Futures tied to the tech-heavy Nasdaq 100 index sank 2% on Wednesday as the possibility of Democrats gaining control of the Senate sparked fears of tighter regulations on technology mega-caps.
Democratic challenger Raphael Warnock won a hotly contested Senate race in Georgia over Republican incumbent Kelly Loeffler, while Democrat Jon Ossoff held a narrow lead over incumbent Republican David Perdue in the other race.
A so-called “blue wave” would give more scope for President-elect Joe Biden to act on his reform plans including new COVID-19 stimulus, but it could also mean higher corporate taxes and more regulations for technology behemoths, which had led Wall Street’s recovery from a coronavirus-driven crash last year.
“If Democrats hold both Houses then there will be more pressure to regulate some of the bigger play within growth and most of the (market) gains are concentrated in them,” said Sebastien Galy, macro strategist at Nordea Asset Management.
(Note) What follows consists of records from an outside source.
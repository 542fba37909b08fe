// ==========================================
// 需求协调驾驶舱 - 聚合视图构建引擎
// ==========================================
// 输入: IterationSnapshot（一致读）+ 过滤条件 + 排序
// 输出: 每需求一行，每供应商一个单元格（无反馈时为空单元格，不缺席）
// 红线:
// - 纯函数，不访问存储
// - 冲突基于全部供应商反馈计算，不受列可见性影响
// - 过滤为 join 之后的纯谓词，多条件 AND
// ==========================================

use crate::domain::decision::Decision;
use crate::domain::requirement::SupplierFeedback;
use crate::domain::snapshot::IterationSnapshot;
use crate::domain::types::{CanonicalStatus, DecisionStatus, HarmonizeStage};
use crate::engine::conflict_detector::ConflictDetector;
use chrono::NaiveDateTime;
use indexmap::IndexMap;
use serde::{Deserialize, Serialize};
use std::collections::{BTreeSet, HashMap};
use tracing::{debug, instrument};

// ==========================================
// 输出结构（camelCase，供展示层直接消费）
// ==========================================

/// 供应商单元格
#[derive(Debug, Clone, Default, PartialEq, Serialize, Deserialize)]
#[serde(rename_all = "camelCase")]
pub struct SupplierCell {
    /// 规范状态；无反馈时为 None
    pub status: Option<CanonicalStatus>,
    pub raw_status: Option<String>,
    pub comment: Option<String>,
    pub harmonize_stage: Option<HarmonizeStage>,
    pub has_feedback: bool,
}

impl SupplierCell {
    fn from_feedback(feedback: &SupplierFeedback) -> Self {
        Self {
            status: Some(feedback.canonical_status),
            raw_status: feedback.raw_status.clone(),
            comment: feedback.comment.clone(),
            harmonize_stage: Some(feedback.harmonize_stage),
            has_feedback: true,
        }
    }
}

/// 当前决策
#[derive(Debug, Clone, PartialEq, Serialize, Deserialize)]
#[serde(rename_all = "camelCase")]
pub struct DecisionCell {
    pub status: DecisionStatus,
    pub note: String,
    pub author: String,
    pub decided_at: NaiveDateTime,
}

impl From<&Decision> for DecisionCell {
    fn from(d: &Decision) -> Self {
        Self {
            status: d.status,
            note: d.note.clone(),
            author: d.author.clone(),
            decided_at: d.decided_at,
        }
    }
}

/// 需求行
#[derive(Debug, Clone, PartialEq, Serialize, Deserialize)]
#[serde(rename_all = "camelCase")]
pub struct RequirementRow {
    pub id: i64,
    pub reqif_id: String,
    pub text: String,
    pub type_tag: Option<String>,
    /// 供应商名称 → 单元格（列顺序 = 供应商创建顺序）
    pub suppliers: IndexMap<String, SupplierCell>,
    pub is_conflict: bool,
    pub disagreeing_suppliers: BTreeSet<String>,
    pub decision: Option<DecisionCell>,
}

/// 聚合视图
#[derive(Debug, Clone, PartialEq, Serialize, Deserialize)]
#[serde(rename_all = "camelCase")]
pub struct AggregationView {
    pub iteration_id: String,
    /// 可见供应商列
    pub suppliers: Vec<String>,
    pub requirements: Vec<RequirementRow>,
    /// 过滤前的行数
    pub total_rows: usize,
}

// ==========================================
// 过滤条件
// ==========================================

#[derive(Debug, Clone, PartialEq, Serialize, Deserialize)]
#[serde(tag = "kind", content = "value", rename_all = "SCREAMING_SNAKE_CASE")]
pub enum FilterTerm {
    /// 标识或正文包含（大小写不敏感）
    Text(String),
    /// 任一可见供应商的规范状态等于该值
    Status(CanonicalStatus),
    /// 仅冲突行
    ConflictsOnly,
}

impl FilterTerm {
    fn matches(&self, row: &RequirementRow) -> bool {
        match self {
            FilterTerm::Text(needle) => {
                let needle = needle.trim().to_lowercase();
                needle.is_empty()
                    || row.reqif_id.to_lowercase().contains(&needle)
                    || row.text.to_lowercase().contains(&needle)
            }
            FilterTerm::Status(status) => row
                .suppliers
                .values()
                .any(|cell| cell.status == Some(*status)),
            FilterTerm::ConflictsOnly => row.is_conflict,
        }
    }
}

#[derive(Debug, Clone, Default, PartialEq, Serialize, Deserialize)]
pub struct ViewFilter {
    pub terms: Vec<FilterTerm>,
    /// 可见供应商子集（None = 全部可见）
    pub visible_suppliers: Option<Vec<String>>,
}

impl ViewFilter {
    /// 无条件过滤
    pub fn all() -> Self {
        Self::default()
    }

    /// 追加一个 AND 条件
    pub fn and(mut self, term: FilterTerm) -> Self {
        self.terms.push(term);
        self
    }

    /// 组合两个过滤条件（条件取并集，可见供应商取交集）
    pub fn and_filter(mut self, other: ViewFilter) -> Self {
        self.terms.extend(other.terms);
        self.visible_suppliers = match (self.visible_suppliers, other.visible_suppliers) {
            (Some(a), Some(b)) => Some(a.into_iter().filter(|s| b.contains(s)).collect()),
            (a, None) => a,
            (None, b) => b,
        };
        self
    }

    pub fn with_visible_suppliers(mut self, suppliers: Vec<String>) -> Self {
        self.visible_suppliers = Some(suppliers);
        self
    }

    fn is_visible(&self, supplier: &str) -> bool {
        self.visible_suppliers
            .as_ref()
            .map_or(true, |visible| visible.iter().any(|v| v == supplier))
    }

    pub fn matches(&self, row: &RequirementRow) -> bool {
        self.terms.iter().all(|term| term.matches(row))
    }
}

// ==========================================
// 排序
// ==========================================

#[derive(Debug, Clone, Copy, Default, PartialEq, Eq, Serialize, Deserialize)]
#[serde(rename_all = "SCREAMING_SNAKE_CASE")]
pub enum ViewSort {
    /// 主需求插入顺序
    #[default]
    InsertionOrder,
    ReqifIdAsc,
    ReqifIdDesc,
    /// 冲突行在前，其余保持插入顺序
    ConflictsFirst,
}

impl ViewSort {
    pub fn from_str(s: &str) -> Option<Self> {
        match s.trim().to_lowercase().replace('-', "_").as_str() {
            "insertion" | "insertion_order" => Some(ViewSort::InsertionOrder),
            "id" | "reqif_id_asc" | "id_asc" => Some(ViewSort::ReqifIdAsc),
            "reqif_id_desc" | "id_desc" => Some(ViewSort::ReqifIdDesc),
            "conflicts" | "conflicts_first" => Some(ViewSort::ConflictsFirst),
            _ => None,
        }
    }

    fn apply(&self, rows: &mut [RequirementRow]) {
        match self {
            ViewSort::InsertionOrder => {}
            ViewSort::ReqifIdAsc => rows.sort_by(|a, b| a.reqif_id.cmp(&b.reqif_id)),
            ViewSort::ReqifIdDesc => rows.sort_by(|a, b| b.reqif_id.cmp(&a.reqif_id)),
            ViewSort::ConflictsFirst => rows.sort_by_key(|r| !r.is_conflict),
        }
    }
}

// ==========================================
// ViewBuilder - 聚合视图构建引擎
// ==========================================
#[derive(Debug, Clone, Default)]
pub struct ViewBuilder {
    detector: ConflictDetector,
}

impl ViewBuilder {
    pub fn new() -> Self {
        Self::default()
    }

    /// 构建聚合视图
    ///
    /// # 参数
    /// - snapshot: 迭代快照
    /// - filter: 过滤条件（AND）
    /// - sort: 排序方式（稳定排序）
    #[instrument(skip_all, fields(iteration_id = %snapshot.iteration.iteration_id))]
    pub fn build(
        &self,
        snapshot: &IterationSnapshot,
        filter: &ViewFilter,
        sort: ViewSort,
    ) -> AggregationView {
        let rows = self.build_rows(snapshot, filter);
        let total_rows = rows.len();

        let mut requirements: Vec<RequirementRow> =
            rows.into_iter().filter(|row| filter.matches(row)).collect();
        sort.apply(&mut requirements);

        debug!(total = total_rows, shown = requirements.len(), "聚合视图已构建");

        AggregationView {
            iteration_id: snapshot.iteration.iteration_id.clone(),
            suppliers: snapshot
                .suppliers
                .iter()
                .filter(|s| filter.is_visible(&s.name))
                .map(|s| s.name.clone())
                .collect(),
            requirements,
            total_rows,
        }
    }

    /// join 阶段：全部需求行（未过滤，插入顺序）
    fn build_rows(&self, snapshot: &IterationSnapshot, filter: &ViewFilter) -> Vec<RequirementRow> {
        let supplier_names: HashMap<i64, &str> = snapshot
            .suppliers
            .iter()
            .map(|s| (s.supplier_id, s.name.as_str()))
            .collect();

        let mut feedback_by_req: HashMap<i64, Vec<&SupplierFeedback>> = HashMap::new();
        for fb in &snapshot.feedback {
            feedback_by_req.entry(fb.requirement_id).or_default().push(fb);
        }

        let decision_by_req: HashMap<i64, &Decision> = snapshot
            .decisions
            .iter()
            .map(|d| (d.requirement_id, d))
            .collect();

        snapshot
            .requirements
            .iter()
            .map(|req| {
                let feedback = feedback_by_req
                    .get(&req.requirement_id)
                    .map(Vec::as_slice)
                    .unwrap_or(&[]);

                let conflict = self.detector.detect(feedback.iter().filter_map(|fb| {
                    supplier_names
                        .get(&fb.supplier_id)
                        .map(|name| (*name, fb.canonical_status))
                }));

                let suppliers = snapshot
                    .suppliers
                    .iter()
                    .filter(|s| filter.is_visible(&s.name))
                    .map(|s| {
                        let cell = feedback
                            .iter()
                            .find(|fb| fb.supplier_id == s.supplier_id)
                            .map(|fb| SupplierCell::from_feedback(fb))
                            .unwrap_or_default();
                        (s.name.clone(), cell)
                    })
                    .collect();

                RequirementRow {
                    id: req.requirement_id,
                    reqif_id: req.reqif_id.clone(),
                    text: req.text.clone(),
                    type_tag: req.type_tag.clone(),
                    suppliers,
                    is_conflict: conflict.is_conflict,
                    disagreeing_suppliers: conflict.disagreeing_suppliers,
                    decision: decision_by_req.get(&req.requirement_id).map(|d| DecisionCell::from(*d)),
                }
            })
            .collect()
    }
}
Apple Inc, Microsoft Corp, Amazon.com Inc, Google-parent Alphabet Inc and Facebook Inc dropped between 2.2% and 3.2% in early premarket trading.
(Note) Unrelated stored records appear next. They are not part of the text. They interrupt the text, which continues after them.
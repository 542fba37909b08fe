// ==========================================
// 需求协调驾驶舱 - 引擎层
// ==========================================
// 职责: 状态映射、冲突判定、视图聚合、指标计算
// 红线: Engine 不拼 SQL，输入均为已加载的领域数据
// ==========================================

pub mod conflict_detector;
pub mod dashboard;
pub mod status_harmonizer;
pub mod view_builder;

// 重导出核心引擎
pub use conflict_detector::{ConflictDetector, ConflictResult};
pub use dashboard::{DashboardEngine, DecisionSummary, IterationDashboard, SupplierMetrics};
pub use status_harmonizer::{Harmonized, RuleSet, StatusHarmonizer};
pub use view_builder::{
    AggregationView, DecisionCell, FilterTerm, RequirementRow, SupplierCell, ViewBuilder,
    ViewFilter, ViewSort,
};
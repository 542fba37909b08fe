// ==========================================
// 需求协调驾驶舱 - 行编解码辅助
// ==========================================
// 职责: 时间戳/枚举/属性包 与 SQLite 列之间的转换
// 约束: 时间统一以 UTC 文本存储
// ==========================================

use crate::domain::requirement::AttributeBag;
use chrono::{NaiveDateTime, SubsecRound, Utc};
use rusqlite::types::Type;
use rusqlite::Row;

/// 时间戳存储格式（毫秒精度，字典序即时间序）
pub const DATETIME_FORMAT: &str = "%Y-%m-%d %H:%M:%S%.3f";

/// 兼容 datetime('now') 生成的秒精度文本
const DATETIME_FORMAT_SECONDS: &str = "%Y-%m-%d %H:%M:%S";

/// 当前 UTC 时间（截断到存储精度，写入后读回相等）
pub fn now() -> NaiveDateTime {
    Utc::now().naive_utc().trunc_subsecs(3)
}

pub fn format_ts(ts: &NaiveDateTime) -> String {
    ts.format(DATETIME_FORMAT).to_string()
}

fn conversion_error(idx: usize, message: String) -> rusqlite::Error {
    rusqlite::Error::FromSqlConversionFailure(idx, Type::Text, message.into())
}

fn parse_ts(idx: usize, raw: &str) -> rusqlite::Result<NaiveDateTime> {
    NaiveDateTime::parse_from_str(raw, DATETIME_FORMAT)
        .or_else(|_| NaiveDateTime::parse_from_str(raw, DATETIME_FORMAT_SECONDS))
        .map_err(|e| conversion_error(idx, format!("无效时间戳 '{}': {}", raw, e)))
}

/// 读取时间戳列
pub fn ts_col(row: &Row, idx: usize) -> rusqlite::Result<NaiveDateTime> {
    let raw: String = row.get(idx)?;
    parse_ts(idx, &raw)
}

/// 读取可空时间戳列
pub fn opt_ts_col(row: &Row, idx: usize) -> rusqlite::Result<Option<NaiveDateTime>> {
    row.get::<_, Option<String>>(idx)?
        .map(|raw| parse_ts(idx, &raw))
        .transpose()
}

/// 读取枚举列（解析失败视为数据损坏）
pub fn enum_col<T>(
    row: &Row,
    idx: usize,
    parse: impl Fn(&str) -> Option<T>,
) -> rusqlite::Result<T> {
    let raw: String = row.get(idx)?;
    parse(&raw).ok_or_else(|| conversion_error(idx, format!("未知枚举值 '{}'", raw)))
}

/// 读取属性包 JSON 列
pub fn bag_col(row: &Row, idx: usize) -> rusqlite::Result<AttributeBag> {
    let raw: String = row.get(idx)?;
    serde_json::from_str(&raw).map_err(|e| conversion_error(idx, e.to_string()))
}

/// 读取任意 JSON 列
pub fn json_col(row: &Row, idx: usize) -> rusqlite::Result<serde_json::Value> {
    let raw: String = row.get(idx)?;
    serde_json::from_str(&raw).map_err(|e| conversion_error(idx, e.to_string()))
}

#[cfg(test)]
mod tests {
    use super::*;
    use rusqlite::Connection;

    #[test]
    fn test_ts_roundtrip_and_legacy_format() {
        let conn = Connection::open_in_memory().unwrap();
        let ts = NaiveDateTime::parse_from_str("2026-03-01 08:30:00.250", DATETIME_FORMAT).unwrap();

        let back = conn
            .query_row("SELECT ?1", [format_ts(&ts)], |row| ts_col(row, 0))
            .unwrap();
        assert_eq!(back, ts);

        let legacy = conn
            .query_row("SELECT '2026-03-01 08:30:00'", [], |row| ts_col(row, 0))
            .unwrap();
        assert_eq!(legacy.format("%H:%M").to_string(), "08:30");
    }

    #[test]
    fn test_enum_col_rejects_unknown_value() {
        let conn = Connection::open_in_memory().unwrap();
        let result = conn.query_row("SELECT 'BOGUS'", [], |row| {
            enum_col(row, 0, crate::domain::types::CanonicalStatus::from_str)
        });
        assert!(result.is_err());
    }
}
Tesla Inc was the only major technology stock trading higher.
At 06:50 a.m. ET, Nasdaq 100 E-minis were down 253 points, or 1.98%, and S&P 500 E-minis were down 13.75 points, or 0.37%.
However, Dow e-minis climbed 0.2% as bets on a larger fiscal stimulus and infrastructure spending propped up shares of industrial bellwethers Caterpillar Inc and 3M Co. Futures tracking the small-cap Russell 2000 index jumped 2.5% to a record high.
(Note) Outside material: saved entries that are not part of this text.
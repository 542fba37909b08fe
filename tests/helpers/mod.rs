// ==========================================
// 集成测试辅助工具
// ==========================================
// 职责: 临时项目库、供应商/迭代准备、ReqIF 文件落盘
// ==========================================

#![allow(dead_code)]

pub mod reqif_builder;

use std::path::PathBuf;

use req_cockpit::domain::{Iteration, Supplier};
use req_cockpit::{logging, ProjectManager, ProjectState};
use tempfile::TempDir;

pub use reqif_builder::{zip_container, ReqifBuilder, SpecObject};

/// 测试项目名称
pub const PROJECT_NAME: &str = "Brake System";

/// 临时工作区: 项目库根目录 + 输入文件目录
pub struct Workspace {
    pub dir: TempDir,
    pub manager: ProjectManager,
    pub state: ProjectState,
}

impl Workspace {
    pub fn new() -> Self {
        logging::init_test();
        let dir = TempDir::new().expect("临时目录");
        let manager = ProjectManager::new(dir.path().join("projects"));
        let state = manager.create(PROJECT_NAME, None).expect("创建项目库");
        Self {
            dir,
            manager,
            state,
        }
    }

    pub fn project_id(&self) -> i64 {
        self.state.project_id()
    }

    /// 写入输入文件
    pub fn write_file(&self, name: &str, content: impl AsRef<[u8]>) -> PathBuf {
        let path = self.dir.path().join(name);
        std::fs::write(&path, content).expect("写入测试文件");
        path
    }

    pub fn add_supplier(&self, name: &str) -> Supplier {
        self.state
            .project_api
            .create_supplier(self.project_id(), name, None)
            .expect("创建供应商")
    }

    pub fn add_iteration(&self, iteration_id: &str) -> Iteration {
        self.state
            .project_api
            .create_iteration(self.project_id(), iteration_id, None)
            .expect("创建迭代")
    }

    /// 导入主需求（断言无文档错误）
    pub async fn import_master(&self, builder: &ReqifBuilder) -> req_cockpit::ImportSummary {
        let path = self.write_file("master.reqif", builder.build());
        let summary = self
            .state
            .import_api
            .import_master_file(self.project_id(), path)
            .await
            .expect("主需求导入");
        assert!(!summary.has_errors(), "主需求导入错误: {:?}", summary.errors);
        summary
    }

    /// 导入单个供应商文件
    pub async fn import_feedback(
        &self,
        iteration_id: &str,
        supplier: &Supplier,
        builder: &ReqifBuilder,
    ) -> req_cockpit::ImportSummary {
        let file_name = format!("{}_{}.reqif", supplier.name, iteration_id);
        let path = self.write_file(&file_name, builder.build());
        let summary = self
            .state
            .import_api
            .import_supplier_files(
                self.project_id(),
                iteration_id,
                supplier.supplier_id,
                vec![path],
            )
            .await
            .expect("供应商导入");
        assert!(!summary.has_errors(), "供应商导入错误: {:?}", summary.errors);
        summary
    }
}

/// 三条主需求 R1/R2/R3
pub fn three_requirements() -> ReqifBuilder {
    ReqifBuilder::new()
        .requirement("R1", "The brake shall engage within 50 ms.")
        .requirement("R2", "The pedal force shall not exceed 500 N.")
        .requirement("R3", "The system shall log every activation.")
}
Hopes of a vaccine-powered economic recovery in 2021 had sent Wall Street’s main indexes to record highs in late-December, with sectors that had previously lagged, including banks, industrials and energy, fuelling the rally.
“You are seeing more evidence of a rebound in value over growth, and it feeds into the debate as to whether investors should pile into more cyclicals which are co-related with value or stick to bigger players within the growth space given that valuations in some cases are quite extreme,” Galy added.
“Market is quite nervous about its position in large tech.”
Shares of JPMorgan Chase & Co, Citigroup Inc and Bank of America Corp rose between 1.3% and 2.4%, tracking a sharp rise in the benchmark 10-year U.S. Treasury yield. [US/]
Invesco Solar ETF gained about 5% on expectations that clean energy companies will benefit under a Democrat-control Congress, while bets on the decriminalization of marijuana at the federal level lifted ETFMG Alternative Harvest ETF up 8.4%.